TFLMS can be installed by running this command:

conda install tensorflow-large-model-support

How to use TFLMS

Enabling LMS for a model depends on how users write their training. The following sections describe training options:

Using TFLMS for session-based training

To train a model that uses Session-based training, add the following code block after the graph is built, but before you start a training session:

from tensorflow_large_model_support import LMS
lms_obj = LMS()
lms_obj.run()

For example:

# Import and run the graph modification before running a session:
from tensorflow_large_model_support import LMS
lms_obj = LMS()
lms_obj.run()

with tf.Session() as sess:
    sess.run(tf.global_variables_initializer())
	batch = mnist.train.next_batch(50)
	train_step.run(feed_dict={x: batch[0], y_: batch[1]})

For a working example of LMS integration with Session-based training, see the TensorFlow LMS examples.

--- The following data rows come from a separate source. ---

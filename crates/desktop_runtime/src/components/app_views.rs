//! Lightweight views for built-in registry apps and embedded remote apps.
//!
//! Built-in apps stand in for external collaborators. Settings closes itself through the event
//! bridge, the package manager launches catalog entries as URL windows, and the explorer listens
//! for `fs-change`.

use leptos::*;
use platform_host::REMOTE_APP_CATALOG_URL;

use crate::{
    apps,
    components::use_desktop_runtime,
    content::WindowContent,
    event_bridge::BridgeSignal,
    model::{UrlWindowSpec, WindowId},
};

#[component]
pub(super) fn WindowContentView(window_id: WindowId, content: WindowContent) -> impl IntoView {
    match content {
        WindowContent::App { app_id } => view! { <AppView app_id window_id /> }.into_view(),
        WindowContent::EmbeddedFrame {
            url,
            title,
            sandbox,
        } => view! {
            <iframe class="embedded-app-frame" src=url title=title sandbox=sandbox></iframe>
        }
        .into_view(),
        WindowContent::Loading { url } => view! {
            <div class="window-loading" aria-busy="true">
                <p>"Loading " {url} "…"</p>
            </div>
        }
        .into_view(),
        WindowContent::Unavailable { title } => view! {
            <div class="window-unavailable" role="status">
                <p>{format!("{title}: app unavailable, please reopen.")}</p>
            </div>
        }
        .into_view(),
    }
}

#[component]
fn AppView(app_id: String, window_id: WindowId) -> impl IntoView {
    match app_id.as_str() {
        "settings" => view! { <SettingsView /> }.into_view(),
        "package-manager" => view! { <PackageManagerView /> }.into_view(),
        "explorer" => view! { <ExplorerView /> }.into_view(),
        _ => {
            let title = apps::app_descriptor(&app_id)
                .map(|entry| entry.title.to_string())
                .unwrap_or(app_id);
            view! {
                <div class="app-placeholder" data-window-id=window_id.to_string()>
                    <h2>{title}</h2>
                    <p>"This app runs outside the window manager."</p>
                </div>
            }
            .into_view()
        }
    }
}

#[component]
fn SettingsView() -> impl IntoView {
    let runtime = use_desktop_runtime();
    let preferences = move || runtime.state.with(|state| state.preferences);

    view! {
        <div class="app-settings">
            <dl>
                <dt>"Restore layout on boot"</dt>
                <dd>{move || yes_no(preferences().restore_on_boot)}</dd>
                <dt>"Keep dragged windows on screen"</dt>
                <dd>{move || yes_no(preferences().clamp_on_drag_end)}</dd>
                <dt>"Host"</dt>
                <dd>{runtime.host.with_value(|host| host.host_strategy_name())}</dd>
            </dl>
            <button
                class="app-settings-done"
                on:click=move |_| {
                    runtime.publish(BridgeSignal::CloseWindowByTag("settings".to_string()));
                }
            >
                "Done"
            </button>
        </div>
    }
}

fn yes_no(value: bool) -> &'static str {
    if value {
        "Yes"
    } else {
        "No"
    }
}

#[component]
fn PackageManagerView() -> impl IntoView {
    let runtime = use_desktop_runtime();
    let catalog = create_local_resource(
        || (),
        move |_| {
            let service = runtime.host.get_value().remote_app_service();
            async move { service.fetch_catalog(REMOTE_APP_CATALOG_URL).await }
        },
    );

    view! {
        <div class="app-package-manager">
            <Suspense fallback=|| view! { <p>"Loading catalog…"</p> }>
                {move || {
                    catalog.get().map(|result| match result {
                        Ok(entries) if entries.is_empty() => {
                            view! { <p>"No apps available."</p> }.into_view()
                        }
                        Ok(entries) => view! {
                            <ul class="package-list">
                                {entries
                                    .into_iter()
                                    .map(|entry| {
                                        let spec = UrlWindowSpec {
                                            id: entry.id.clone(),
                                            name: entry.name.clone(),
                                            icon: entry.icon.clone(),
                                            url: entry.url.clone(),
                                        };
                                        view! {
                                            <li>
                                                <span class="package-icon" aria-hidden="true">
                                                    {entry.icon.unwrap_or_default()}
                                                </span>
                                                <strong>{entry.name}</strong>
                                                <span class="package-description">{entry.description}</span>
                                                <button on:click=move |_| {
                                                    runtime.publish(BridgeSignal::OpenWindowByUrl(spec.clone()));
                                                }>
                                                    "Launch"
                                                </button>
                                            </li>
                                        }
                                    })
                                    .collect_view()}
                            </ul>
                        }
                        .into_view(),
                        Err(err) => view! {
                            <p class="package-error">{format!("Catalog unavailable: {err}")}</p>
                        }
                        .into_view(),
                    })
                }}
            </Suspense>
        </div>
    }
}

#[component]
fn ExplorerView() -> impl IntoView {
    let runtime = use_desktop_runtime();
    let refreshes = create_rw_signal(0_u32);
    let subscription = runtime.bridge.with_value(|bridge| {
        bridge.subscribe(move |signal| {
            if *signal == BridgeSignal::FsChange {
                refreshes.update(|count| *count += 1);
            }
        })
    });
    on_cleanup(move || subscription.unsubscribe());

    view! {
        <div class="app-explorer">
            <p>{move || format!("Listing refreshed {} time(s).", refreshes.get())}</p>
            <button on:click=move |_| {
                runtime.publish(BridgeSignal::FsChange);
            }>
                "Refresh"
            </button>
        </div>
    }
}
//! Runtime effect-queue executor for reducer-emitted side effects.

use leptos::*;

use crate::runtime_context::DesktopRuntimeContext;

/// Installs the effect executor that drains reducer-emitted runtime effects in order.
pub fn install(runtime: DesktopRuntimeContext) {
    // Clear the queue before running so effects dispatched while draining land in a fresh batch.
    create_effect(move |_| {
        let queued = runtime.effects.get();
        if queued.is_empty() {
            return;
        }

        runtime.effects.set(Vec::new());

        for effect in queued {
            runtime.host.get_value().run_runtime_effect(runtime, effect);
        }
    });
}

Using TFLMS for estimator-based training

To train a model that uses Estimator-based training, follow these steps:

Import and initialize LMS:

from tensorflow_large_model_support, import LMS
lms_hook = LMS()

Add the LMS object into Estimator's hook list

mnist_classifier.train(
      input_fn=train_input_fn,
      steps=20000
      hooks=[logging_hook, lms_hook])

For a working example of LMS integration with Estimator-based training, see the TensorFlow LMS examples.

Using TFLMS for Keras-based training

To train a model that uses Keras-based training, follow these steps:

Import and initialize LMS

from tensorflow_large_model_support import LMS
lms_callback = LMS()

Add the LMS object to the callback list on the Keras fit or fit_generator function.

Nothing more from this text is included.